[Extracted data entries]
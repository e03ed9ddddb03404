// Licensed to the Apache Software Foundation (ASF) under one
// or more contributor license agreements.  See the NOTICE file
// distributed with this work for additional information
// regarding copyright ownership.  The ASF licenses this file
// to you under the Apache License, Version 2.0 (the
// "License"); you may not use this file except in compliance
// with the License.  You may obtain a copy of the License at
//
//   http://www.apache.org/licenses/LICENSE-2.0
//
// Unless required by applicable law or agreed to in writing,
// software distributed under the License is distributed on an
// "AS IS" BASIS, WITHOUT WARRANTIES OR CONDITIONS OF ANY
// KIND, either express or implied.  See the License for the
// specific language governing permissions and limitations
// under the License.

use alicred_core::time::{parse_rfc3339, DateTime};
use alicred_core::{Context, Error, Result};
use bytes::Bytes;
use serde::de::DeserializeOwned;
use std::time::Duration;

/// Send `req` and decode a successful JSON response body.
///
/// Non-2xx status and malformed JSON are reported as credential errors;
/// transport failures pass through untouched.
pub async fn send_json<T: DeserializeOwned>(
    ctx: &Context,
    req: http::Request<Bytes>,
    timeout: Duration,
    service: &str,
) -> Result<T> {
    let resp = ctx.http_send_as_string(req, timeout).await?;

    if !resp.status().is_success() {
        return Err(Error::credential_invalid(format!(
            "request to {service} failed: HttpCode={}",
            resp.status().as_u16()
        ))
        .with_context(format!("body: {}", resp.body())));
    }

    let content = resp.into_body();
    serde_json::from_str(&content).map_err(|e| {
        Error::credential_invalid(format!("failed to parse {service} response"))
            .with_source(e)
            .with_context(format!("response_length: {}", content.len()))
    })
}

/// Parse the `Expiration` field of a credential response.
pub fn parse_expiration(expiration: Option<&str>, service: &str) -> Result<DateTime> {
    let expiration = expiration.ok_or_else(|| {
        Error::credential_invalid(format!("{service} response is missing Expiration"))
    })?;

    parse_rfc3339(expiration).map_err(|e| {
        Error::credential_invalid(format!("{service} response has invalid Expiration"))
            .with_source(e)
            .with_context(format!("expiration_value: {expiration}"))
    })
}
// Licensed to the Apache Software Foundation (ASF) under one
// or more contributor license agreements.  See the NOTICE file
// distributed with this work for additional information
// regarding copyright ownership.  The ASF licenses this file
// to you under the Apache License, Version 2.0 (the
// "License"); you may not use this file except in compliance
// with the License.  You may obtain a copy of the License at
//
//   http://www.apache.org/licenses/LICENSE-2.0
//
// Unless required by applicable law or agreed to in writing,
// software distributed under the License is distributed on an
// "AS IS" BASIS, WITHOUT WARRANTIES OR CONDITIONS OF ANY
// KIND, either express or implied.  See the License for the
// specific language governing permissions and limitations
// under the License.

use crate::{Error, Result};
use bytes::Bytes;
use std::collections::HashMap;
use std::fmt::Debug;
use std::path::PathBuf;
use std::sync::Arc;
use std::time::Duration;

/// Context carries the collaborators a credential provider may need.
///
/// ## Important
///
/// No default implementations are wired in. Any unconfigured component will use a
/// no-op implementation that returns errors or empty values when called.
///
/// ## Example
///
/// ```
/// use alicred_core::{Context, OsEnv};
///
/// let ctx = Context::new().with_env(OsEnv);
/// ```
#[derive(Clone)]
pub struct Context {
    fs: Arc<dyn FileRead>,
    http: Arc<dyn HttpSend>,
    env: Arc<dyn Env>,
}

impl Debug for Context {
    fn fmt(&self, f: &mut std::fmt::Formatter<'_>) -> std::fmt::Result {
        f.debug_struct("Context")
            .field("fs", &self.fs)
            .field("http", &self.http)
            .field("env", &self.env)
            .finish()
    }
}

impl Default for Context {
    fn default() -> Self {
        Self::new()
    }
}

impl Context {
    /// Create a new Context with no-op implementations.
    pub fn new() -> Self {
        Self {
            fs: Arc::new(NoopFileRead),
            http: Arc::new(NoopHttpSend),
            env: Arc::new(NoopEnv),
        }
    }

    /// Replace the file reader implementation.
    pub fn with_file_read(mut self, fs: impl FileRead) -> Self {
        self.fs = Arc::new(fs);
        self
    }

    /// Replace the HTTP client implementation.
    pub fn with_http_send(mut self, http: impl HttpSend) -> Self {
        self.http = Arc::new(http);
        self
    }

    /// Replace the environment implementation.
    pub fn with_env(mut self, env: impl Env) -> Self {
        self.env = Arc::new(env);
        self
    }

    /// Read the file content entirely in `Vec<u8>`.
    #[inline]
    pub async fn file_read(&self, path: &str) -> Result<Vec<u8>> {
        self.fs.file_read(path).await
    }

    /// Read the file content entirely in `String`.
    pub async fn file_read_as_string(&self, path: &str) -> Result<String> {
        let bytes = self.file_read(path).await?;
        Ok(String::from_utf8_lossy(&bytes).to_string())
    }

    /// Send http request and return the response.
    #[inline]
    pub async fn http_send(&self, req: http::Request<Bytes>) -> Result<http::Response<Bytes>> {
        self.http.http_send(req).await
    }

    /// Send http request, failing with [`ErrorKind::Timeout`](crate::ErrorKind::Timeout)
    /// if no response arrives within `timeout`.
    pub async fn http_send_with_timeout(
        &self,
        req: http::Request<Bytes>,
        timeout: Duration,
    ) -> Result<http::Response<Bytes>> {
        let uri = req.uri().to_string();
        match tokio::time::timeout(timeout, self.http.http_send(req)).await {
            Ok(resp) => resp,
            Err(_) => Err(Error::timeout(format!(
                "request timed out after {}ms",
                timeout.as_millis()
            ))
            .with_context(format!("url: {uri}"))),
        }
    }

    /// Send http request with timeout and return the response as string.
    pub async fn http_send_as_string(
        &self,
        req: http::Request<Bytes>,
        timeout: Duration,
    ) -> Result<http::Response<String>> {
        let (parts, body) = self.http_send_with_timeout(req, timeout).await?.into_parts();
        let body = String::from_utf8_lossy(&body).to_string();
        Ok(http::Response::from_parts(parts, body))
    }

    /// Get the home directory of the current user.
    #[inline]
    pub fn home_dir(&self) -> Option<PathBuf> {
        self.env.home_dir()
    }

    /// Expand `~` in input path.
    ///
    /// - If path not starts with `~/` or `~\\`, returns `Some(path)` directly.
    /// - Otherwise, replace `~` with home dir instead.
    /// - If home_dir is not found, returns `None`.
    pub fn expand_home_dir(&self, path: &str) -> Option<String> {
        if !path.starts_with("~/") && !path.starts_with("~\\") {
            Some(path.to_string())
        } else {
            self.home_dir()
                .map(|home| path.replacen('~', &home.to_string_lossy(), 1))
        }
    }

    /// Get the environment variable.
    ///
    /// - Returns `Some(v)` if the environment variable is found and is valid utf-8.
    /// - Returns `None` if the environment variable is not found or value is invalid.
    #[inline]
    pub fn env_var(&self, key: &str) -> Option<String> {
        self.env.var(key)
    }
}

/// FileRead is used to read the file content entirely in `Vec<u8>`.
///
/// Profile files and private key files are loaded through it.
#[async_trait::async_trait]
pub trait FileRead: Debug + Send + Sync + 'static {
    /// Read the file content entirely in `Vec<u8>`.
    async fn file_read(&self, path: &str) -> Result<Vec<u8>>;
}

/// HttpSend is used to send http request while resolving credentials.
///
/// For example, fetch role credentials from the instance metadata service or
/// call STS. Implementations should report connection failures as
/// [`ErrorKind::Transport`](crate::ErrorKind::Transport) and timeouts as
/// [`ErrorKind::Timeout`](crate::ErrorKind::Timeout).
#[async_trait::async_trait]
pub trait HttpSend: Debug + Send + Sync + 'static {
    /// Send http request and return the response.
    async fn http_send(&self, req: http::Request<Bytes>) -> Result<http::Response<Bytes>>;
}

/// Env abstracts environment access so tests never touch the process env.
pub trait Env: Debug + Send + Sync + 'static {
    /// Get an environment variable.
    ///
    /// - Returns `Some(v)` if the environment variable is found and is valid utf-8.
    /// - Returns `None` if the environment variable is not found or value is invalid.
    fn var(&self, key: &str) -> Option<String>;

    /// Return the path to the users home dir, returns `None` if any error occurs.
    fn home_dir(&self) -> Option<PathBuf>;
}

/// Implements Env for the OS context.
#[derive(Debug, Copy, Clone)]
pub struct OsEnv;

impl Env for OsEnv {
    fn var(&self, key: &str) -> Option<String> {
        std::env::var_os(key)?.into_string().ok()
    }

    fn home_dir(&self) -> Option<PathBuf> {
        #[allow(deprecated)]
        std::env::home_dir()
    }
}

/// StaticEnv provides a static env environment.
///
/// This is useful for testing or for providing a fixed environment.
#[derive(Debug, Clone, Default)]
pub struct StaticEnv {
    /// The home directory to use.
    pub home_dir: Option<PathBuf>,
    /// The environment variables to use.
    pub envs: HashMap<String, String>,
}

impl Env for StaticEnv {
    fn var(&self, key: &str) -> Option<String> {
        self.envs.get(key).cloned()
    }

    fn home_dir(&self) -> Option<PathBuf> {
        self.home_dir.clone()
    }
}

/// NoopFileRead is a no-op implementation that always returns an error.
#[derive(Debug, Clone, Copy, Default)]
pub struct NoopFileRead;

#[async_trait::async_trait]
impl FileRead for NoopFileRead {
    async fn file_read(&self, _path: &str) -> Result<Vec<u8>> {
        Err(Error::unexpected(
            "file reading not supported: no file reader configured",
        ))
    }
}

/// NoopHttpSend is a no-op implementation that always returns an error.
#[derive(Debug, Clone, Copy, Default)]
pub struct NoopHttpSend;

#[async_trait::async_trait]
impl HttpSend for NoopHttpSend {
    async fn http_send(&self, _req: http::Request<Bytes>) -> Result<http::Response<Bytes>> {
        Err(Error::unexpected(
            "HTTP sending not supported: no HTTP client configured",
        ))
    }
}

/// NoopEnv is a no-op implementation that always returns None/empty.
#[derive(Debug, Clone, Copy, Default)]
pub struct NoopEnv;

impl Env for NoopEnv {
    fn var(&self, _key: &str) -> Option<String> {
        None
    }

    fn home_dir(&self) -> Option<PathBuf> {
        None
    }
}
==
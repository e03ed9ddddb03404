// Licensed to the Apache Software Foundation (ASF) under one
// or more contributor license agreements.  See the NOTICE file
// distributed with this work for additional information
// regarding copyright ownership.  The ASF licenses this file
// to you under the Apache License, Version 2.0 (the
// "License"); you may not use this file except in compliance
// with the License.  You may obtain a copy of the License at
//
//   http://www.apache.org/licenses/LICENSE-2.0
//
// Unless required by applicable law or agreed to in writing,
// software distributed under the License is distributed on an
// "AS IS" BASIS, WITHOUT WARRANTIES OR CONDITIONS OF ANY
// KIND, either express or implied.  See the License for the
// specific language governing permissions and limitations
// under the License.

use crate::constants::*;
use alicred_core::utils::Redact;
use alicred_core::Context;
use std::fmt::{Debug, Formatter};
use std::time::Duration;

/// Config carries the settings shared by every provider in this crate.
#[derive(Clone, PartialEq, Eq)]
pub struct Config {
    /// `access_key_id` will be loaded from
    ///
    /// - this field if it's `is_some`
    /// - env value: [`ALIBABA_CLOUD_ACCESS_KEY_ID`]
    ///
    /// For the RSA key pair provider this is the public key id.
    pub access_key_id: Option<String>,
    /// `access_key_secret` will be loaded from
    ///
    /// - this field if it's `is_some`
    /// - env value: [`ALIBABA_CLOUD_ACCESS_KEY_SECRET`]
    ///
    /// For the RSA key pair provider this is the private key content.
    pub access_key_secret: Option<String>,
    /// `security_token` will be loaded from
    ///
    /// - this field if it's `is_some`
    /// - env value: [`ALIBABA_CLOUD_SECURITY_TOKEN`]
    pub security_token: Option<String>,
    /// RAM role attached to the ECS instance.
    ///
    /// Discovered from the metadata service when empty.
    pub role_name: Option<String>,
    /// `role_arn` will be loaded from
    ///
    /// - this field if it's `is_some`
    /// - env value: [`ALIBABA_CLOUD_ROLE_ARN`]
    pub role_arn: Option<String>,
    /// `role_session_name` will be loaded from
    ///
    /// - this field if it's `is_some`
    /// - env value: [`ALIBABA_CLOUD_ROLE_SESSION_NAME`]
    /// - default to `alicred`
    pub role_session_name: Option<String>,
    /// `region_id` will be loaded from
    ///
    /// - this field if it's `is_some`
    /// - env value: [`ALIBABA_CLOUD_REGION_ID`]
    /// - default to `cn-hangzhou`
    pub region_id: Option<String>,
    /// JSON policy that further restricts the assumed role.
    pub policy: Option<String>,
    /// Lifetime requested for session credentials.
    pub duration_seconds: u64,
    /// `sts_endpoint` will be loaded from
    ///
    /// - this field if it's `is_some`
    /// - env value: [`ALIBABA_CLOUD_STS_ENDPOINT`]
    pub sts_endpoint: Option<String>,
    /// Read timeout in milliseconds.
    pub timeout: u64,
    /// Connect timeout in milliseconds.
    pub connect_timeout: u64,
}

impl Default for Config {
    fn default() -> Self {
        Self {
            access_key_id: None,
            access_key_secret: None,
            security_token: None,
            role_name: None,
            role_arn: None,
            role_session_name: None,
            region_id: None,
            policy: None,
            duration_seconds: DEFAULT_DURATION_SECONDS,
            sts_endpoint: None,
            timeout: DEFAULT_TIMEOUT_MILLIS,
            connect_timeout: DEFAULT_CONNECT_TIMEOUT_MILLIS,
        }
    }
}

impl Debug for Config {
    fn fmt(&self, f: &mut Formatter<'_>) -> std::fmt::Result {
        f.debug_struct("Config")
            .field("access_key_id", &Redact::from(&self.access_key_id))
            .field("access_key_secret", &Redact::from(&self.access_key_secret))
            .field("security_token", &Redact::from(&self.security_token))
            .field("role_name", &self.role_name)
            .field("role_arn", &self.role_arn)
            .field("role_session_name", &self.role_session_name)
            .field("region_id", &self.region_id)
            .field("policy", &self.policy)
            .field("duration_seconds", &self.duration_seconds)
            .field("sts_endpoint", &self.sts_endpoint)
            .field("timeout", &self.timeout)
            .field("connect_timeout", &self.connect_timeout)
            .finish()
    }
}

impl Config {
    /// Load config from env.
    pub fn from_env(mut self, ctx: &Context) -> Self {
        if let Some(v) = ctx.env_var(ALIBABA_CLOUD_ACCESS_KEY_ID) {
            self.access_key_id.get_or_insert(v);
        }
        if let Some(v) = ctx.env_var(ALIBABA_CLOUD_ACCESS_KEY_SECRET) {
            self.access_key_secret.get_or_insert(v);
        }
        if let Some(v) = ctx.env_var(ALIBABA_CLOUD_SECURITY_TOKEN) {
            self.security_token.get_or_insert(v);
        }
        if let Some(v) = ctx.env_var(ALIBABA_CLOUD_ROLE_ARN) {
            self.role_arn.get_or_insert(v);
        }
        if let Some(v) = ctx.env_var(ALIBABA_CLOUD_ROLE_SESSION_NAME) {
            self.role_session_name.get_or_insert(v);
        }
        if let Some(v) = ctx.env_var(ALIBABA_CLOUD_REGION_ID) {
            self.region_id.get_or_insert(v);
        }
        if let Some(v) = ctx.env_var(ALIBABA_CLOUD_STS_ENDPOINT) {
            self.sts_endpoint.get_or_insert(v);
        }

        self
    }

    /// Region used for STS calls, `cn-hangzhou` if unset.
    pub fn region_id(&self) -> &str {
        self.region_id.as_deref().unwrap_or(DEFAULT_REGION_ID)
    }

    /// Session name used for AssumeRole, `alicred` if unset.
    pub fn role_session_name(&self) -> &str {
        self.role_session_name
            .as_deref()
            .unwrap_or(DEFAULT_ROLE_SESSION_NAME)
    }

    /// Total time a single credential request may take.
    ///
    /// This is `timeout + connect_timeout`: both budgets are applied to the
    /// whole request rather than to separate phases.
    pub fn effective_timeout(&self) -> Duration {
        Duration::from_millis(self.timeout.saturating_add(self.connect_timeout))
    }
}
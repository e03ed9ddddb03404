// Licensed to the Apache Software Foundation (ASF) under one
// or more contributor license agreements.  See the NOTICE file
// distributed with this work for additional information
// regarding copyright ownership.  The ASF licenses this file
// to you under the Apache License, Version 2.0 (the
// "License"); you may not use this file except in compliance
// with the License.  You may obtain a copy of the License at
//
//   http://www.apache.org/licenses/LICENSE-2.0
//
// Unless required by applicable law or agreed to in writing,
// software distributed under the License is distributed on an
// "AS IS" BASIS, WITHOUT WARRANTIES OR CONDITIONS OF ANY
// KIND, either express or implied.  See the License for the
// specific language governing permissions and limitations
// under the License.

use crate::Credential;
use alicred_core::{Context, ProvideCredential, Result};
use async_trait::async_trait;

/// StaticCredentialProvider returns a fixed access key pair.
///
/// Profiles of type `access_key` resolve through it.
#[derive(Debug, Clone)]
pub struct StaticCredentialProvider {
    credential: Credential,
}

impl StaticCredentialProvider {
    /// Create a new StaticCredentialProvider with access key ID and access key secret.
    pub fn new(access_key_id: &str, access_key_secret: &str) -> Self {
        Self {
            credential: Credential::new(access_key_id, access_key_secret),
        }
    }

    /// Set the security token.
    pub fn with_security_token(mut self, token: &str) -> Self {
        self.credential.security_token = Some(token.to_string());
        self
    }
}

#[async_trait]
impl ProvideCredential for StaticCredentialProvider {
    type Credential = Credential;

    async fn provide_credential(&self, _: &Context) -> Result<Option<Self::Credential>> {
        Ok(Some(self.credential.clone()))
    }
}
* * *
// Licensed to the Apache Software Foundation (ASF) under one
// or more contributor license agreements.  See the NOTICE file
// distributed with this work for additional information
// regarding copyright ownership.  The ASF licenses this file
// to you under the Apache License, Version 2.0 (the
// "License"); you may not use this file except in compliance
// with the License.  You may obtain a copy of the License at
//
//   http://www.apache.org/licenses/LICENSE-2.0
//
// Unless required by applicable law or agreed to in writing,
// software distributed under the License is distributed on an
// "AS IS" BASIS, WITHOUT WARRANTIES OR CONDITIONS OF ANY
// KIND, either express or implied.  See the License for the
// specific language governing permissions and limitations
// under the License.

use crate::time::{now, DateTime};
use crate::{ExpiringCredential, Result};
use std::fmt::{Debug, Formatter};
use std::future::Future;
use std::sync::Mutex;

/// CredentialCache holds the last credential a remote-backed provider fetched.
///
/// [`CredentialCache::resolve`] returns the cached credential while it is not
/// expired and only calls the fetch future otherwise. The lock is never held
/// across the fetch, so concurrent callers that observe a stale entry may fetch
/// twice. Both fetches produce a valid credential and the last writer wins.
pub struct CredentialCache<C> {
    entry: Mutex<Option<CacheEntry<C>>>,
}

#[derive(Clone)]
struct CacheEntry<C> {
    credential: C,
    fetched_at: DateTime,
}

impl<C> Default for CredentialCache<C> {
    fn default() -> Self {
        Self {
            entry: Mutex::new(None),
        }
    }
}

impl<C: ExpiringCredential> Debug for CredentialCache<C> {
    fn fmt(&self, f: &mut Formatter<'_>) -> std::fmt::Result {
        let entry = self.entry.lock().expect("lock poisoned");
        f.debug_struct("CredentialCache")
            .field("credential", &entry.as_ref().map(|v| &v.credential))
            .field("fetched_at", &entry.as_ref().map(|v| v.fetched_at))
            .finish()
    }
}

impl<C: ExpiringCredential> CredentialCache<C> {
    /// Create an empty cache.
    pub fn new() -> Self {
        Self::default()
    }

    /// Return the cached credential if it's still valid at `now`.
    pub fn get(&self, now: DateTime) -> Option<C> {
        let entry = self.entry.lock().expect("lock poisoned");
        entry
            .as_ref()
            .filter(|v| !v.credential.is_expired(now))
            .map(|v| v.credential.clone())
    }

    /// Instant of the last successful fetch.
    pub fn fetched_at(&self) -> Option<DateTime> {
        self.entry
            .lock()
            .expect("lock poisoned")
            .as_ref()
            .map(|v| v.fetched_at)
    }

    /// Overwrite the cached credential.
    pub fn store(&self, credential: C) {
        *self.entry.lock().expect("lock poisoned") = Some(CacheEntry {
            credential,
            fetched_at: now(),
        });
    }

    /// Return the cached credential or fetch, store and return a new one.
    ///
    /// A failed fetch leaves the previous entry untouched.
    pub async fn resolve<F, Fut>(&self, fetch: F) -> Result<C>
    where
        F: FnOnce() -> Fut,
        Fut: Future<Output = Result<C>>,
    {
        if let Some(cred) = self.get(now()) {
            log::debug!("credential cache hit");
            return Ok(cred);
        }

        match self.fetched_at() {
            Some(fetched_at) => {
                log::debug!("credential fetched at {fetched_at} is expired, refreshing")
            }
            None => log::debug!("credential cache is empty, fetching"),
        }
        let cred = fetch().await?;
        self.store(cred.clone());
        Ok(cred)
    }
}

What to produce
An exact copy of the lines above between the line holding "pub fn expand_home_dir(&self, path: &str)" and the line holding "and timeouts as", inclusive, is the whole answer.

Finished exercise
    pub fn expand_home_dir(&self, path: &str) -> Option<String> {
        if !path.starts_with("~/") && !path.starts_with("~\\") {
            Some(path.to_string())
        } else {
            self.home_dir()
                .map(|home| path.replacen('~', &home.to_string_lossy(), 1))
        }
    }

    /// Get the environment variable.
    ///
    /// - Returns `Some(v)` if the environment variable is found and is valid utf-8.
    /// - Returns `None` if the environment variable is not found or value is invalid.
    #[inline]
    pub fn env_var(&self, key: &str) -> Option<String> {
        self.env.var(key)
    }
}

/// FileRead is used to read the file content entirely in `Vec<u8>`.
///
/// Profile files and private key files are loaded through it.
#[async_trait::async_trait]
pub trait FileRead: Debug + Send + Sync + 'static {
    /// Read the file content entirely in `Vec<u8>`.
    async fn file_read(&self, path: &str) -> Result<Vec<u8>>;
}

/// HttpSend is used to send http request while resolving credentials.
///
/// For example, fetch role credentials from the instance metadata service or
/// call STS. Implementations should report connection failures as
/// [`ErrorKind::Transport`](crate::ErrorKind::Transport) and timeouts as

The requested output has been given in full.